Task details -
Tally every line in the data that has the word "query" and report only the total.

Dataset records -
▬▬▬▬▬▬▬▬▬▬

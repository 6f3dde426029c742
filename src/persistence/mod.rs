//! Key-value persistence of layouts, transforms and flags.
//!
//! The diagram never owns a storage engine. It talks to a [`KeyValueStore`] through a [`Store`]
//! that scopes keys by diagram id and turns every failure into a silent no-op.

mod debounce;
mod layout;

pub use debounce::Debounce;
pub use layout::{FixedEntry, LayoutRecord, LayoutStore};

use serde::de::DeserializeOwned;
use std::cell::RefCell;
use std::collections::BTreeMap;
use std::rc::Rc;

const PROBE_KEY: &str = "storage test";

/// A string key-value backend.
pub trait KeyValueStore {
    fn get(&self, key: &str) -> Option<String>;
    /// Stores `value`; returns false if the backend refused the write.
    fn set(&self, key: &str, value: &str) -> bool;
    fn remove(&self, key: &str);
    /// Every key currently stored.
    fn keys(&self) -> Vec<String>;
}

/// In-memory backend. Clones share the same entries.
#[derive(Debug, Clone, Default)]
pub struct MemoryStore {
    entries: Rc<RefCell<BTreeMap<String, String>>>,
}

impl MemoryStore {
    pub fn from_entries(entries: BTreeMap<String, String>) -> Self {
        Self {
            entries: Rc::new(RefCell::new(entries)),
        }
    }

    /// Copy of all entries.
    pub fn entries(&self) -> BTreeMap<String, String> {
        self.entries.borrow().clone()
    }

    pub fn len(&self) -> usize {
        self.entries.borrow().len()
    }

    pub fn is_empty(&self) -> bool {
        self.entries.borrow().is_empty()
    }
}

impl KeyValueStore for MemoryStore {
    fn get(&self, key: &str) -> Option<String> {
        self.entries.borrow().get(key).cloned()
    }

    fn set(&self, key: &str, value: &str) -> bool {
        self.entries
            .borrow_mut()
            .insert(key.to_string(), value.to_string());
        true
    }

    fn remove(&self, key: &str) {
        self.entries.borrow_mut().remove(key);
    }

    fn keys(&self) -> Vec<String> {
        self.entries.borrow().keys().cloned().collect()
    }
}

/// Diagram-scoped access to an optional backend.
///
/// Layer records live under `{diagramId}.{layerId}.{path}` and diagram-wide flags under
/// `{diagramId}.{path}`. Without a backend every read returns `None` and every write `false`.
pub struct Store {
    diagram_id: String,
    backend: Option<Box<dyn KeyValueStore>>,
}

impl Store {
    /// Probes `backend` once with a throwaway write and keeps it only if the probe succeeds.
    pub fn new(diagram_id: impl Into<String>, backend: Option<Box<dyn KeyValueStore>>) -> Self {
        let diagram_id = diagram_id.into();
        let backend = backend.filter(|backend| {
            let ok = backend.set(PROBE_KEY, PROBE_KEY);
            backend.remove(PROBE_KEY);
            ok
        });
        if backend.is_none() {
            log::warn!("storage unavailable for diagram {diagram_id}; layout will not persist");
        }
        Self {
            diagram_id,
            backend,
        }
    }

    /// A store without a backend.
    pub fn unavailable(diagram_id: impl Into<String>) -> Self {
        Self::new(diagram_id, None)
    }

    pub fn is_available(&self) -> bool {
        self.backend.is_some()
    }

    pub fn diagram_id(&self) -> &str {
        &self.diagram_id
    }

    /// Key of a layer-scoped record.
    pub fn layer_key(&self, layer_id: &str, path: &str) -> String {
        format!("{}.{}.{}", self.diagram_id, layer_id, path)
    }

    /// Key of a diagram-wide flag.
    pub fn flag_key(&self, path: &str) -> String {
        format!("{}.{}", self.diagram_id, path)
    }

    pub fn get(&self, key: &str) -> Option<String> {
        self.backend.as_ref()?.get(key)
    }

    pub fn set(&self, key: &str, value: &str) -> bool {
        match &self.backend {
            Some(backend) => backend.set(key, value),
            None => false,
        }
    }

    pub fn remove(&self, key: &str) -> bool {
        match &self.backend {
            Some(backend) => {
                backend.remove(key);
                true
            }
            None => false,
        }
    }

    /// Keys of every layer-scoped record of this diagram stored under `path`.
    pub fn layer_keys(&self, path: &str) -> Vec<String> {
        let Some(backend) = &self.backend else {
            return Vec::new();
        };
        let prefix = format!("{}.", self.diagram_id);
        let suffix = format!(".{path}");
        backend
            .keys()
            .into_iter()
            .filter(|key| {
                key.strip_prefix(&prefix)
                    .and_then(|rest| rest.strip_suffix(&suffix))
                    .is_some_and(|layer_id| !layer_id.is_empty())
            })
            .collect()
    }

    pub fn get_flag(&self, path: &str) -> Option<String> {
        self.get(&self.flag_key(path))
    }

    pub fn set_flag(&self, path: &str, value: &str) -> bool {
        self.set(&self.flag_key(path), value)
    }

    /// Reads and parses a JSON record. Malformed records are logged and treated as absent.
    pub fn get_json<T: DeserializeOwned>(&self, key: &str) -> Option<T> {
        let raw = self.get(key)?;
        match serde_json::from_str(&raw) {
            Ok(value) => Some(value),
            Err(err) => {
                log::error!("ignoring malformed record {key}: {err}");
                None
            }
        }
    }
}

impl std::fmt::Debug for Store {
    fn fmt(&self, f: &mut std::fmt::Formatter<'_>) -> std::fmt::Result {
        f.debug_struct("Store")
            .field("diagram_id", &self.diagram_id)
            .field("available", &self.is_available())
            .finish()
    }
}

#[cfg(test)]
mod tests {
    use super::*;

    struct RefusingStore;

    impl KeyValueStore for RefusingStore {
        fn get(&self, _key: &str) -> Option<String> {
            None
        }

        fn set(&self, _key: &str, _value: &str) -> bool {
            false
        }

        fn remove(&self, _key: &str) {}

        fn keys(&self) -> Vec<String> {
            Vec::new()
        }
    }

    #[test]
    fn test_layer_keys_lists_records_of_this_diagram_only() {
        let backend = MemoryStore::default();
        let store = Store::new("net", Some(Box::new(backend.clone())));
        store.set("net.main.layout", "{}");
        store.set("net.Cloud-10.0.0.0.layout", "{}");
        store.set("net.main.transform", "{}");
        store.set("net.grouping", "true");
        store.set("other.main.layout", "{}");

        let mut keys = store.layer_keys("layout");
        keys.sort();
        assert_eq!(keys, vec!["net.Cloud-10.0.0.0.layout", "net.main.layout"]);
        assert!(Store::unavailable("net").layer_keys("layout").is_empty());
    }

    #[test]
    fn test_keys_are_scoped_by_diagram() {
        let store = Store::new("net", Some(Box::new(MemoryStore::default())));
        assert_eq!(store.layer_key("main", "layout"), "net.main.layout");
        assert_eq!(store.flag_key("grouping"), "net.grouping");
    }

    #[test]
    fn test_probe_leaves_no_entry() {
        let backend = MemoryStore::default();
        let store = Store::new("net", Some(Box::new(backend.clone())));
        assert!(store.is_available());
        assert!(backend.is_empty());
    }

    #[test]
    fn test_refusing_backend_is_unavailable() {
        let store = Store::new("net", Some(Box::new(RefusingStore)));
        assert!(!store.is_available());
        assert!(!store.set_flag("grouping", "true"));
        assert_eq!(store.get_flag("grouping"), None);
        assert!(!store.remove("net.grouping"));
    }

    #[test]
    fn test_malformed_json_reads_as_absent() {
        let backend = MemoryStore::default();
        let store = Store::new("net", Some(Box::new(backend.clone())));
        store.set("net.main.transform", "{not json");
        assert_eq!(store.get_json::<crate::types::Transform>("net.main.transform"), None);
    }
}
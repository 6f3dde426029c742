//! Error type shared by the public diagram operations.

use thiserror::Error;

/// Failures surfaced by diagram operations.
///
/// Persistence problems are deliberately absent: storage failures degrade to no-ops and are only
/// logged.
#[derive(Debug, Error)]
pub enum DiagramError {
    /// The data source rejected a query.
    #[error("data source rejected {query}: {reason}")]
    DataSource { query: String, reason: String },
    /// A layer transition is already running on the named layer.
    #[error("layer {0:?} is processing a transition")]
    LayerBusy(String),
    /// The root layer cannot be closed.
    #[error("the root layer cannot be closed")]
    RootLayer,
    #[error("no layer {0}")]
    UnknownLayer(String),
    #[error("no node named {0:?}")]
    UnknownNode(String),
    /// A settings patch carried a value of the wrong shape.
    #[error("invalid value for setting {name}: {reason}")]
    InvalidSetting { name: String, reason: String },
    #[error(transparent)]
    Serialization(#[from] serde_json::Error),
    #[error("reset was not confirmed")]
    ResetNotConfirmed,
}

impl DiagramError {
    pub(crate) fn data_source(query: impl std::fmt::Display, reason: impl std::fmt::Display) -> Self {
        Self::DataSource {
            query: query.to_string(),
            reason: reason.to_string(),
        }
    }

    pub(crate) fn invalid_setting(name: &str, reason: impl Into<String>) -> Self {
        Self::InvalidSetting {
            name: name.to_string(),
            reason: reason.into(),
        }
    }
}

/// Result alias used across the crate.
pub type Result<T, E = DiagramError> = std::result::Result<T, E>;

▬▬▬▬▬▬▬▬▬▬

Exercise result -
5